• TASK DETAILS
Needed from the data below: all lines that contain the word "filename".

▬▬▬

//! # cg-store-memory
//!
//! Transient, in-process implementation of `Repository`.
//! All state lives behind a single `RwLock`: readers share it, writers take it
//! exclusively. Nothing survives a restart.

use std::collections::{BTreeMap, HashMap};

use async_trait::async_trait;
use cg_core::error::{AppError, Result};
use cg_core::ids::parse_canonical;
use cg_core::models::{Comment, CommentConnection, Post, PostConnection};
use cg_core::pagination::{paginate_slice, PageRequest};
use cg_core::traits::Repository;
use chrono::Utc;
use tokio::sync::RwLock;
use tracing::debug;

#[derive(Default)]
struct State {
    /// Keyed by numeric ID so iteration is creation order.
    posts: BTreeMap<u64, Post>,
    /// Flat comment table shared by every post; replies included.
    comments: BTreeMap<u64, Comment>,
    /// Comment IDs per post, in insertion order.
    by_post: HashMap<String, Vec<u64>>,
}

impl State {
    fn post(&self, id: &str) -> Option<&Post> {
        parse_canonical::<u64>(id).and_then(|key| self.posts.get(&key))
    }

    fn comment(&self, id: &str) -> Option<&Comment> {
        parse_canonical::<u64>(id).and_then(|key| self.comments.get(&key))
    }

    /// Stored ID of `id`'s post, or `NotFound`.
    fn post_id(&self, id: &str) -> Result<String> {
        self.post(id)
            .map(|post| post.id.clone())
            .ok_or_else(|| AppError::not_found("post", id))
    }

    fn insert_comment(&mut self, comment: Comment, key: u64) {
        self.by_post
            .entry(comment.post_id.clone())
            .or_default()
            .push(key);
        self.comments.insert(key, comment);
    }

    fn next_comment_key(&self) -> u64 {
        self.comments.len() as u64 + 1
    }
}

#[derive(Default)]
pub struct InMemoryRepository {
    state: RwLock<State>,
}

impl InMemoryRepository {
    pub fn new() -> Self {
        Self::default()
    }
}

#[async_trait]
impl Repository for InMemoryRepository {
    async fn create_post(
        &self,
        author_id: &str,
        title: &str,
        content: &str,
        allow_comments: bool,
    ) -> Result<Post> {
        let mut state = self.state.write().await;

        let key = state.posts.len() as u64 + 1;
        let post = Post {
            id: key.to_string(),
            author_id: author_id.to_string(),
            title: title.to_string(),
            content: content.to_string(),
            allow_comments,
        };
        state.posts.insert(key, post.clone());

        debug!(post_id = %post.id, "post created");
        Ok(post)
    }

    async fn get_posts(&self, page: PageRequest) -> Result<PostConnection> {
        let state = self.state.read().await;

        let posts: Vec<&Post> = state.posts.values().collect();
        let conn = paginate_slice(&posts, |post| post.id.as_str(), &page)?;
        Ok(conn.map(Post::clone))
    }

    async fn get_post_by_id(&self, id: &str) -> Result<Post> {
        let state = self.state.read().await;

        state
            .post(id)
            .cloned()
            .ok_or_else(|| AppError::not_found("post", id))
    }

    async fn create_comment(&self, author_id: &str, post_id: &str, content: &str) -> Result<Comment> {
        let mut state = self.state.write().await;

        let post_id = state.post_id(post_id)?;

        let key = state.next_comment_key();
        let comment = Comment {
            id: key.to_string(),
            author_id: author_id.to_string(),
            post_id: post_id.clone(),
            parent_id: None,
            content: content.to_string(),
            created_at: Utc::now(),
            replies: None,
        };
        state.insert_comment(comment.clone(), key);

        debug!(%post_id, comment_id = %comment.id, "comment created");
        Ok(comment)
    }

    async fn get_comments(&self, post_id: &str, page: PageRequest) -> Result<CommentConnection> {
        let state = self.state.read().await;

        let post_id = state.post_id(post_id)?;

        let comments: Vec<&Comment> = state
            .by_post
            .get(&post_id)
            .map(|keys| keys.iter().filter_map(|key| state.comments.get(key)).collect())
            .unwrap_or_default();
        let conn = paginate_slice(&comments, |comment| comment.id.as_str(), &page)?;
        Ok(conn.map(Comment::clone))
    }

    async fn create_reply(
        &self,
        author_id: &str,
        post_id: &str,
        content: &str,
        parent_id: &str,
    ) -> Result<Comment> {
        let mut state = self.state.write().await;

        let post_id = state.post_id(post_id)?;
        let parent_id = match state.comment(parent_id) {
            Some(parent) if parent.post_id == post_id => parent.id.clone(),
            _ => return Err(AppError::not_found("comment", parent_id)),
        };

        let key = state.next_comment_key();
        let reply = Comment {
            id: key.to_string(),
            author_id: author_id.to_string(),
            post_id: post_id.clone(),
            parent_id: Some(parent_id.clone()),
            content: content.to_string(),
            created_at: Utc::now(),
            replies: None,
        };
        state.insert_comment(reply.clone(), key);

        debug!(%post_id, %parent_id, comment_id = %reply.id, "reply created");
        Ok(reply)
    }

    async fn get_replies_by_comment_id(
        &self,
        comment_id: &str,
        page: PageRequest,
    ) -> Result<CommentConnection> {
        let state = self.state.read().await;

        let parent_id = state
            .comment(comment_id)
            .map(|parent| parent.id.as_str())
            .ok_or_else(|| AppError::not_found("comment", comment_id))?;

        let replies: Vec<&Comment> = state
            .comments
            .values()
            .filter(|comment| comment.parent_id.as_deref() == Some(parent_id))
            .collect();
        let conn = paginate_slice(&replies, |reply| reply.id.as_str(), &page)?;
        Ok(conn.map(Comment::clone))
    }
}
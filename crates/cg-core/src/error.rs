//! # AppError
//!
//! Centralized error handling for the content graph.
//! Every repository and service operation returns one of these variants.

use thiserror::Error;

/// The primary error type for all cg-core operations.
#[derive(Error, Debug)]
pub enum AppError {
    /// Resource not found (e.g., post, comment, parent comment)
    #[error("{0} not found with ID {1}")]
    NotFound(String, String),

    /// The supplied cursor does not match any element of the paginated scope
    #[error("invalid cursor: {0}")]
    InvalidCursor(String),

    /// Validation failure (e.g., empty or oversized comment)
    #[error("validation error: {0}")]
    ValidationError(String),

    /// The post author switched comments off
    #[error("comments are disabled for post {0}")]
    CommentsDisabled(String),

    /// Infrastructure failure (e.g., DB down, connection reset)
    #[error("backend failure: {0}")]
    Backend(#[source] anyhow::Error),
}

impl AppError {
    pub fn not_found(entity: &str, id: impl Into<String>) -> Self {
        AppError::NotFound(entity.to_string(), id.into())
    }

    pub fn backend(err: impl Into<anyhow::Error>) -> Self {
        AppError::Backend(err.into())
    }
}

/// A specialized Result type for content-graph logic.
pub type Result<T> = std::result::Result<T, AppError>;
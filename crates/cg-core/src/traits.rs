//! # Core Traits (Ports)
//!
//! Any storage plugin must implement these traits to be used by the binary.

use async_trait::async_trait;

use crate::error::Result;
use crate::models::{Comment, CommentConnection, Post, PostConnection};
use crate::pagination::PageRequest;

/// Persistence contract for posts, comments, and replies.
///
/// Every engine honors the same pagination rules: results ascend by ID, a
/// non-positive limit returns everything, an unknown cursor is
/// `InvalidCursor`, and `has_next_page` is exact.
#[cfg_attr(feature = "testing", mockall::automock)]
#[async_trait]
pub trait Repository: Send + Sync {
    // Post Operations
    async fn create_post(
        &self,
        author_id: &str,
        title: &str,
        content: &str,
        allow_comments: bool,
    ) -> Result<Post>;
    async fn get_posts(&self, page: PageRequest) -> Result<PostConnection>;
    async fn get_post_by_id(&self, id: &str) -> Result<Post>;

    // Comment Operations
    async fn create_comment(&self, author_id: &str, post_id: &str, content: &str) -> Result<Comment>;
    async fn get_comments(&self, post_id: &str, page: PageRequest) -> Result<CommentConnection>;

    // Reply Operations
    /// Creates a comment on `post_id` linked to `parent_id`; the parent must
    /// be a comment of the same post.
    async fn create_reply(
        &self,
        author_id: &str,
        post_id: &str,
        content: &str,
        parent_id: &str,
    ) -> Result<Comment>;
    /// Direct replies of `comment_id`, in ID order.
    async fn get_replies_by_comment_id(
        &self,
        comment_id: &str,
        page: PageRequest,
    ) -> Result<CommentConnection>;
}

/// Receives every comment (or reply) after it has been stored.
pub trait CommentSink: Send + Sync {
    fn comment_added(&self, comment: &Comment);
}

▬▬▬

• EXERCISE OUTPUT
filename crates/cg-core/src/error.rs
filename crates/cg-core/src/traits.rs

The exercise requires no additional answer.